The mission is called Hawaii Space Exploration Analog and Simulation, or HI-SEAS for short. On Hawaii’s Mauna Loa volcano, six “astronauts” live in a simulated Martian environment for eight months or more. The location resembles the geography of Mars, as you can see below.

Today, NASA and the University of Hawaii are launching the fifth round of the mission. This afternoon, Hawaii time, six participants will enter the facility for an eight-month stay. (If this all sounds familiar, it’s because in August 2016, NASA completed the fourth round of the mission, which lasted for a year.) The new crew includes two women and four men. You can read more about them here.

Imagine living in that tiny white dome for eight months — with five other people.
Imagine living in that tiny white dome for eight months — with five other people.
University of Hawaii

On the mountain, they do everything an astronaut on Mars would do. Every time they go outside their tiny 1,200-square-foot habitat to conduct geological fieldwork, they have to don a spacesuit.
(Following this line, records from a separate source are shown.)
//! The combinatorial screening workflow.
//!
//! Resolves the wild type, enumerates position subsets, synthesizes one
//! mutant per subset and assembles the catalog. The run is deterministic:
//! identical inputs yield a byte-identical catalog.

use tracing::info;

use crate::core::io::fasta;
use crate::core::matrices::SubstitutionMatrix;
use crate::core::models::sequence::{DnaSequence, ProteinSequence};
use crate::engine::catalog::MutantCatalog;
use crate::engine::config::{InputKind, ScreenConfig};
use crate::engine::enumerator;
use crate::engine::error::EngineError;
use crate::engine::progress::{Progress, ProgressReporter};
use crate::engine::synthesizer::Synthesizer;

/// Outcome of a screening run.
#[derive(Debug)]
pub struct ScreenResult {
    pub catalog: MutantCatalog,
    pub wild_type: ProteinSequence,
    /// The validated nucleotide input, for nucleotide runs.
    pub wild_type_nucleotide: Option<DnaSequence>,
}

/// Runs a full screen over the wild type named by `sequence_source` (a
/// FASTA file path or raw FASTA text).
///
/// Persisting the name list or catalog is left to the caller via
/// [`MutantCatalog::write_names`] and [`MutantCatalog::write_tsv`].
pub fn run(
    config: &ScreenConfig,
    sequence_source: &str,
    reporter: &ProgressReporter,
) -> Result<ScreenResult, EngineError> {
    info!(
        matrix = %config.matrix,
        positions = config.positions.len(),
        mandatory = config.mandatory.len(),
        "Starting combinatorial screen"
    );

    let (wild_type, wild_type_nucleotide) =
        reporter.phase("Resolving wild type", || load_wild_type(config, sequence_source))?;
    info!(residues = wild_type.len(), "Resolved wild-type protein");

    for &position in &config.positions {
        if position >= wild_type.len() {
            return Err(EngineError::InvalidPosition {
                value: (position + 1).to_string(),
                reason: format!("wild type is only {} residues long", wild_type.len()),
            });
        }
    }

    let matrix = reporter.phase("Loading substitution matrix", || {
        SubstitutionMatrix::load(config.matrix)
    })?;

    let subsets = reporter.phase("Enumerating position subsets", || {
        enumerator::check_ceiling(
            config.positions.len(),
            config.max_mutations.unwrap_or(config.positions.len()),
            config.max_combinations,
        )?;
        Ok::<_, EngineError>(enumerator::enumerate(
            &config.positions,
            config.max_mutations,
            &config.mandatory,
        ))
    })?;
    info!(subsets = subsets.len(), "Enumerated position subsets");

    let synthesizer = Synthesizer::new(
        &matrix,
        config.direction,
        config.codon_policy,
        &wild_type,
        wild_type_nucleotide.as_ref(),
    );
    let mut catalog = MutantCatalog::new();
    reporter.report(Progress::PhaseStart {
        name: "Synthesizing mutants",
    });
    reporter.report(Progress::TaskStart {
        total_steps: subsets.len() as u64,
    });
    for subset in &subsets {
        catalog.insert(synthesizer.synthesize(subset)?)?;
        reporter.report(Progress::TaskIncrement);
    }
    reporter.report(Progress::TaskFinish);
    reporter.report(Progress::PhaseFinish);

    info!(mutants = catalog.len(), "Screen finished");
    Ok(ScreenResult {
        catalog,
        wild_type,
        wild_type_nucleotide,
    })
}

fn load_wild_type(
    config: &ScreenConfig,
    source: &str,
) -> Result<(ProteinSequence, Option<DnaSequence>), EngineError> {
    let records = fasta::resolve_input(source)?;
    // The parser guarantees at least one record; the first is the wild type.
    let record = records
        .first()
        .ok_or(fasta::FastaError::MissingHeader)?;
    match config.input {
        InputKind::Protein => Ok((record.sequence.parse()?, None)),
        InputKind::Nucleotide => {
            let dna: DnaSequence = record.sequence.parse()?;
            let protein = dna.translate_orf()?;
            Ok((protein, Some(dna)))
        }
    }
}
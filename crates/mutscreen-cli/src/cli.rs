use clap::{Args, Parser, Subcommand};
use std::path::PathBuf;

const HELP_TEMPLATE: &str = "\
{before-help}{name} {version}
{author-with-newline}{about-with-newline}
{usage-heading} {usage}

{all-args}{after-help}
";

#[derive(Parser, Debug)]
#[command(
    author = "The mutscreen developers",
    version,
    about = "mutscreen - combinatorial mutant generation for in-silico mutagenesis screening.",
    help_template = HELP_TEMPLATE,
)]
#[command(propagate_version = true)]
pub struct Cli {
    #[command(subcommand)]
    pub command: Commands,

    /// Increase verbosity level (-v for INFO, -vv for DEBUG, -vvv for TRACE)
    #[arg(short, long, action = clap::ArgAction::Count, global = true)]
    pub verbose: u8,

    /// Suppress all log output except for errors
    #[arg(short, long, global = true, conflicts_with = "verbose")]
    pub quiet: bool,

    /// Write logs to a specified file in addition to the console output
    #[arg(long, global = true, value_name = "PATH")]
    pub log_file: Option<PathBuf>,
}

#[derive(Subcommand, Debug)]
pub enum Commands {
    /// Generate a combinatorial mutant catalog from a wild-type sequence.
    Screen(ScreenArgs),
    /// List the supported substitution matrices.
    Matrices,
    /// Strip query-gap columns from an aligned FASTA file.
    Ungap(UngapArgs),
    /// Inspect a score table produced by the external evolutionary scorer.
    Scores(ScoresArgs),
}

/// Arguments for the `screen` subcommand.
#[derive(Args, Debug)]
pub struct ScreenArgs {
    /// Wild-type sequence: a FASTA file path or raw FASTA text.
    #[arg(short, long, required = true, value_name = "PATH_OR_FASTA")]
    pub sequence: String,

    /// Kind of the wild-type sequence ('protein' or 'nucleotide').
    #[arg(long, value_name = "KIND")]
    pub input_kind: Option<String>,

    /// Comma-separated 1-based positions to mutate (e.g. '1,3,5').
    #[arg(short, long, value_name = "LIST")]
    pub positions: Option<String>,

    /// Comma-separated 1-based positions every mutant must include.
    #[arg(long, value_name = "LIST")]
    pub mandatory: Option<String>,

    /// Maximal number of mutations per mutant.
    #[arg(long, value_name = "INT")]
    pub max_mutations: Option<usize>,

    /// Substitution matrix to rank candidates with (see `matrices`).
    #[arg(short, long, value_name = "NAME")]
    pub matrix: Option<String>,

    /// Substituent choice: 'True' ranks candidates closest-first,
    /// 'False' furthest-first.
    #[arg(long, value_name = "True|False")]
    pub preserve: Option<String>,

    /// Reproduce the historical codon choice (last listed synonymous codon).
    #[arg(long)]
    pub legacy_codons: bool,

    /// Ceiling on the number of enumerated position subsets.
    #[arg(long, value_name = "INT")]
    pub max_combinations: Option<u64>,

    /// Path for the newline-joined mutant name list.
    #[arg(long, value_name = "PATH")]
    pub names_out: Option<PathBuf>,

    /// Path for a tab-separated export of names and sequences.
    #[arg(long, value_name = "PATH")]
    pub catalog_out: Option<PathBuf>,

    /// TOML configuration file; CLI flags override its values.
    #[arg(short, long, value_name = "PATH")]
    pub config: Option<PathBuf>,
}

/// Arguments for the `ungap` subcommand.
#[derive(Args, Debug)]
pub struct UngapArgs {
    /// Aligned FASTA input; the first record is the query.
    #[arg(short, long, required = true, value_name = "PATH")]
    pub input: PathBuf,

    /// Path for the ungapped FASTA output.
    #[arg(short, long, required = true, value_name = "PATH")]
    pub output: PathBuf,
}

/// Arguments for the `scores` subcommand.
#[derive(Args, Debug)]
pub struct ScoresArgs {
    /// Score table written by the scorer (e.g. WT_normPred_evolCombi.txt).
    #[arg(short, long, required = true, value_name = "PATH")]
    pub input: PathBuf,

    /// Parse the table as a screening-mode position grid instead of
    /// per-mutant rows.
    #[arg(long)]
    pub screening: bool,
}
//! The mutant catalog: enumeration-ordered storage and export.

use std::collections::HashMap;
use std::fs::File;
use std::io::{BufWriter, Write};
use std::path::Path;

use super::error::EngineError;
use crate::core::models::mutant::Mutant;
use crate::core::models::sequence::{DnaSequence, ProteinSequence};

/// All mutants of one screening run, in enumeration order, with a name
/// index for lookups. Names are unique: the selection policy is a pure
/// function of the wild type, so a colliding name means the run is broken
/// and insertion fails instead of overwriting.
#[derive(Debug, Default)]
pub struct MutantCatalog {
    mutants: Vec<Mutant>,
    index: HashMap<String, usize>,
}

impl MutantCatalog {
    pub fn new() -> Self {
        Self::default()
    }

    pub fn insert(&mut self, mutant: Mutant) -> Result<(), EngineError> {
        if self.index.contains_key(&mutant.name) {
            return Err(EngineError::DuplicateMutantName(mutant.name.clone()));
        }
        self.index.insert(mutant.name.clone(), self.mutants.len());
        self.mutants.push(mutant);
        Ok(())
    }

    pub fn get(&self, name: &str) -> Option<&Mutant> {
        self.index.get(name).map(|&i| &self.mutants[i])
    }

    /// Mutants in enumeration order.
    pub fn mutants(&self) -> &[Mutant] {
        &self.mutants
    }

    pub fn len(&self) -> usize {
        self.mutants.len()
    }

    pub fn is_empty(&self) -> bool {
        self.mutants.is_empty()
    }

    /// Name-to-protein view, enumeration order.
    pub fn protein_sequences(&self) -> impl Iterator<Item = (&str, &ProteinSequence)> {
        self.mutants.iter().map(|m| (m.name.as_str(), &m.protein))
    }

    /// Name-to-nucleotide view; empty for protein-input runs.
    pub fn nucleotide_sequences(&self) -> impl Iterator<Item = (&str, &DnaSequence)> {
        self.mutants
            .iter()
            .filter_map(|m| m.nucleotide.as_ref().map(|n| (m.name.as_str(), n)))
    }

    /// Writes the newline-joined name list consumed by the external scorer:
    /// one name per line, no header, enumeration order.
    pub fn write_names(&self, path: &Path) -> Result<(), EngineError> {
        let file = File::create(path)?;
        let mut writer = BufWriter::new(file);
        let names: Vec<&str> = self.mutants.iter().map(|m| m.name.as_str()).collect();
        writer.write_all(names.join("\n").as_bytes())?;
        writer.flush()?;
        Ok(())
    }

    /// Writes a tab-separated export with name, protein and nucleotide
    /// columns; the nucleotide column is empty for protein-input runs.
    pub fn write_tsv<W: Write>(&self, writer: W) -> Result<(), EngineError> {
        let mut tsv = csv::WriterBuilder::new()
            .delimiter(b'\t')
            .from_writer(writer);
        tsv.write_record(["name", "protein", "nucleotide"])?;
        for mutant in &self.mutants {
            let nucleotide = mutant
                .nucleotide
                .as_ref()
                .map(DnaSequence::to_string)
                .unwrap_or_default();
            tsv.write_record([
                mutant.name.as_str(),
                &mutant.protein.to_string(),
                &nucleotide,
            ])?;
        }
        tsv.flush()?;
        Ok(())
    }
}

#[cfg(test)]
mod tests {
    use super::*;

    fn mutant(name: &str, protein: &str) -> Mutant {
        Mutant {
            name: name.to_string(),
            edits: Mutant::parse_name(name).unwrap(),
            protein: protein.parse().unwrap(),
            nucleotide: None,
        }
    }

    mod insert_tests {
        use super::*;

        #[test]
        fn preserves_enumeration_order() {
            let mut catalog = MutantCatalog::new();
            catalog.insert(mutant("M1L", "LAVLSK")).unwrap();
            catalog.insert(mutant("V3I", "MAILSK")).unwrap();
            let names: Vec<&str> = catalog.mutants().iter().map(|m| m.name.as_str()).collect();
            assert_eq!(names, ["M1L", "V3I"]);
        }

        #[test]
        fn looks_up_by_name() {
            let mut catalog = MutantCatalog::new();
            catalog.insert(mutant("M1L", "LAVLSK")).unwrap();
            assert_eq!(catalog.get("M1L").unwrap().protein.to_string(), "LAVLSK");
            assert!(catalog.get("V3I").is_none());
        }

        #[test]
        fn rejects_duplicate_names() {
            let mut catalog = MutantCatalog::new();
            catalog.insert(mutant("M1L", "LAVLSK")).unwrap();
            let err = catalog.insert(mutant("M1L", "LAVLSK")).unwrap_err();
            assert!(matches!(err, EngineError::DuplicateMutantName(name) if name == "M1L"));
            assert_eq!(catalog.len(), 1);
        }
    }

    mod export_tests {
        use super::*;

        #[test]
        fn name_list_is_newline_joined_without_a_header() {
            let dir = tempfile::tempdir().unwrap();
            let path = dir.path().join("names.txt");
            let mut catalog = MutantCatalog::new();
            catalog.insert(mutant("M1L", "LAVLSK")).unwrap();
            catalog.insert(mutant("M1L,V3I", "LAILSK")).unwrap();
            catalog.write_names(&path).unwrap();
            assert_eq!(std::fs::read_to_string(&path).unwrap(), "M1L\nM1L,V3I");
        }

        #[test]
        fn tsv_export_carries_all_columns() {
            let mut catalog = MutantCatalog::new();
            catalog.insert(mutant("M1L", "LAVLSK")).unwrap();
            let mut buffer = Vec::new();
            catalog.write_tsv(&mut buffer).unwrap();
            let text = String::from_utf8(buffer).unwrap();
            let lines: Vec<&str> = text.lines().collect();
            assert_eq!(lines[0], "name\tprotein\tnucleotide");
            assert_eq!(lines[1], "M1L\tLAVLSK\t");
        }

        #[test]
        fn sequence_views_split_by_kind() {
            let mut catalog = MutantCatalog::new();
            catalog.insert(mutant("M1L", "LAVLSK")).unwrap();
            assert_eq!(catalog.protein_sequences().count(), 1);
            assert_eq!(catalog.nucleotide_sequences().count(), 0);
        }
    }
}
//! Score-ordered ranking of substituent candidates.
//!
//! A ranking is a total order over the matrix alphabet: candidates are
//! sorted by substitution score against the wild-type residue, with ties
//! broken by symbol byte order so identical inputs always produce the
//! identical ranking. The substituent for a position is always the
//! second-ranked candidate; under descending order the top-ranked entry is
//! the wild-type residue itself, so index 1 is its closest neighbor.

use super::{MatrixError, SubstitutionMatrix};
use crate::core::models::sequence::AminoAcid;

/// Symbols that can never be written into a mutant: the wildcard and stop.
const EXCLUDED_CANDIDATES: [AminoAcid; 2] = [b'X', b'*'];

/// Orientation of the candidate ranking.
#[derive(Debug, Clone, Copy, Default, PartialEq, Eq, Hash)]
pub enum RankDirection {
    /// Highest-scoring candidates first (conservative substitutions).
    #[default]
    Descending,
    /// Lowest-scoring candidates first (disruptive substitutions).
    Ascending,
}

impl SubstitutionMatrix {
    /// Ranks every eligible candidate against `aa`.
    pub fn rank(
        &self,
        aa: AminoAcid,
        direction: RankDirection,
    ) -> Result<Vec<(AminoAcid, f64)>, MatrixError> {
        let mut ranked = Vec::with_capacity(self.alphabet().len());
        for &candidate in self.alphabet() {
            if EXCLUDED_CANDIDATES.contains(&candidate) {
                continue;
            }
            ranked.push((candidate, self.score(aa, candidate)?));
        }
        ranked.sort_by(|a, b| match direction {
            RankDirection::Descending => b.1.total_cmp(&a.1).then(a.0.cmp(&b.0)),
            RankDirection::Ascending => a.1.total_cmp(&b.1).then(a.0.cmp(&b.0)),
        });
        Ok(ranked)
    }

    /// Selects the substituent for `aa`: the second-ranked candidate.
    pub fn select_substituent(
        &self,
        aa: AminoAcid,
        direction: RankDirection,
    ) -> Result<AminoAcid, MatrixError> {
        let ranked = self.rank(aa, direction)?;
        if ranked.len() < 2 {
            return Err(MatrixError::InsufficientCandidates {
                symbol: aa as char,
                available: ranked.len(),
            });
        }
        Ok(ranked[1].0)
    }
}
//! Codon choice for writing an amino acid substitution back into a nucleotide
//! sequence.

use super::synonymous_codons;
use crate::core::models::sequence::{AminoAcid, Codon, SequenceError};

/// Strategy for picking one synonymous codon for a substituted amino acid.
#[derive(Debug, Clone, Copy, PartialEq, Eq, Default)]
pub enum CodonPolicy {
    /// Choose the synonymous codon requiring the fewest nucleotide changes
    /// from the original triplet; ties broken by the codon table's listed
    /// order. This is the documented contract.
    #[default]
    MinimumEditDistance,
    /// Reproduce the historical implementation, whose comparison loop
    /// degenerates to always selecting the last codon listed for the amino
    /// acid, regardless of similarity to the original triplet. Offered only
    /// for output-compatibility with historical runs.
    LegacyLastEntry,
}

fn hamming(a: &Codon, b: &[u8]) -> usize {
    a.iter().zip(b.iter()).filter(|(x, y)| x != y).count()
}

/// Selects the codon that realizes `replacement` at a position whose original
/// triplet is `original`, under the given policy.
pub fn select_codon(
    replacement: AminoAcid,
    original: &Codon,
    policy: CodonPolicy,
) -> Result<Codon, SequenceError> {
    let candidates = synonymous_codons(replacement)?;
    let chosen = match policy {
        CodonPolicy::MinimumEditDistance => candidates
            .iter()
            .min_by_key(|codon| hamming(original, codon.as_bytes()))
            .copied(),
        CodonPolicy::LegacyLastEntry => candidates.last().copied(),
    };
    // The codon table never maps an amino acid to an empty list.
    let chosen = chosen.ok_or(SequenceError::UnknownAminoAcid(replacement as char))?;
    let bytes = chosen.as_bytes();
    Ok([bytes[0], bytes[1], bytes[2]])
}
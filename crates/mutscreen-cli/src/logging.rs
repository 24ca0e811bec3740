use crate::error::{CliError, Result};
use std::fs::File;
use std::path::PathBuf;
use tracing_subscriber::{
    filter::LevelFilter,
    fmt::{self},
    prelude::*,
};

pub fn setup_logging(verbosity: u8, quiet: bool, log_file: Option<PathBuf>) -> Result<()> {
    let level_filter = if quiet {
        LevelFilter::OFF
    } else {
        match verbosity {
            0 => LevelFilter::WARN,
            1 => LevelFilter::INFO,
            2 => LevelFilter::DEBUG,
            _ => LevelFilter::TRACE,
        }
    };

    let stderr_layer = fmt::layer()
        .with_writer(std::io::stderr)
        .with_ansi(true)
        .with_target(false)
        .compact();

    let subscriber = tracing_subscriber::registry()
        .with(level_filter)
        .with(stderr_layer);

    if let Some(path) = log_file {
        let file = File::create(&path).map_err(CliError::Io)?;

        let file_layer = fmt::layer()
            .with_writer(file)
            .with_ansi(false)
            .with_thread_ids(true)
            .with_target(true);

        subscriber.with(file_layer).init();
    } else {
        subscriber.init();
    }

    Ok(())
}

#[cfg(test)]
mod tests {
    use super::*;
    use serial_test::serial;
    use std::sync::Once;
    use tracing::{debug, error, info, trace, warn};

    static INIT: Once = Once::new();

    fn ensure_global_logger_is_set() {
        INIT.call_once(|| {
            setup_logging(3, false, None).expect("Failed to set up global logger for tests");
        });
    }

    #[test]
    #[serial]
    fn initialization_and_macros_work() {
        ensure_global_logger_is_set();

        error!("This is an error");
        warn!("This is a warning");
        info!("This is info");
        debug!("This is debug");
        trace!("This is trace");
    }

    #[test]
    #[serial]
    fn file_logging_writes_to_the_given_path() {
        let temp_dir = tempfile::tempdir().unwrap();
        let log_path = temp_dir.path().join("test.log");

        let file = File::create(log_path.clone()).unwrap();
        let file_layer = fmt::layer()
            .with_writer(file)
            .with_ansi(false)
            .with_thread_ids(true);
        let subscriber = tracing_subscriber::registry().with(file_layer);

        tracing::subscriber::with_default(subscriber, || {
            debug!("Message for file-only test.");
        });

        let content = std::fs::read_to_string(log_path).unwrap();
        assert!(content.contains("Message for file-only test."));
        assert!(content.contains("DEBUG"));
    }

    #[test]
    #[serial]
    fn invalid_log_file_path_propagates_error() {
        let invalid_path = PathBuf::from("/");

        if cfg!(unix) && invalid_path.is_dir() {
            let result = setup_logging(0, false, Some(invalid_path));
            assert!(matches!(result, Err(CliError::Io(_))));
        }
    }
}
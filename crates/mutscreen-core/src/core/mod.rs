//! # Core Module
//!
//! This module provides the fundamental building blocks for mutant generation:
//! sequence and mutant data models, the immutable substitution-matrix and codon
//! tables, and I/O for the text formats the engine exchanges with external tools.
//!
//! ## Architecture
//!
//! - **Sequence Representation** ([`models`]) - Protein/nucleotide sequences, edits, mutants
//! - **Substitution Scoring** ([`matrices`]) - BLOSUM/PAM tables and substituent ranking
//! - **Genetic Code** ([`codon`]) - Synonymous codon table and back-translation policies
//! - **File I/O** ([`io`]) - FASTA, alignment normalization, scorer output, staging

pub mod codon;
pub mod io;
pub mod matrices;
pub mod models;
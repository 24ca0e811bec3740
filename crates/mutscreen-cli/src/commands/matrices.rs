use crate::error::Result;
use mutscreen::core::matrices::{MatrixName, SubstitutionMatrix};
use mutscreen::engine::error::EngineError;

pub fn run() -> Result<()> {
    println!("Supported substitution matrices:");
    for name in MatrixName::ALL {
        let matrix = SubstitutionMatrix::load(name).map_err(EngineError::from)?;
        println!("  {:<10} {} symbols", name.to_string(), matrix.alphabet().len());
    }
    Ok(())
}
Similarly, radio transmissions to “Earth” are delayed 20 minutes in both directions, just like they would be on the Red Planet. They eat only prepackaged, freeze-dried space food. What fun.

A former HI-SEAS crew member wears a huge spacesuit to pick up rocks in Hawaii.
A former HI-SEAS crew member wears a huge spacesuit to pick up rocks in Hawaii.

If you’re thinking, “Who on Earth would want to spend eight months in a tiny tent with strangers,” know that 700 people applied to take part in the mission, as the Associated Press reports. (NASA also regularly recruits participants for a study where people are confined to a bed for months to simulate the effects of microgravity on the body. Vice sent a reporter to check it out. It sounds awful.)

The first floor of the habitat.
The first floor of the habitat.
The second floor of the habitat.
The second floor of the habitat.

The hope of the mission, as principal investigator Kim Binsted explained to the AP, is “to figure out how best to select individual astronauts, how to compose a crew and how to support that crew on long-duration space missions.”

In the last round of the mission, NASA experimented with virtual reality to help alleviate loneliness, and gave the astronauts a VR headset so they could see their family eat a Thanksgiving meal together. It’s not home. But as National Geographic News reported, preliminary data suggests it helps.

On this mission, NASA and the University of Hawaii will be using virtual reality for team-based exercises “to predict individual and team behavioral health and performance and multiple stress.” They also report, in a press release, that they will be continuously monitoring the facial expressions of the crew mates to gain better insights on what circumstances are optimal for cooperation.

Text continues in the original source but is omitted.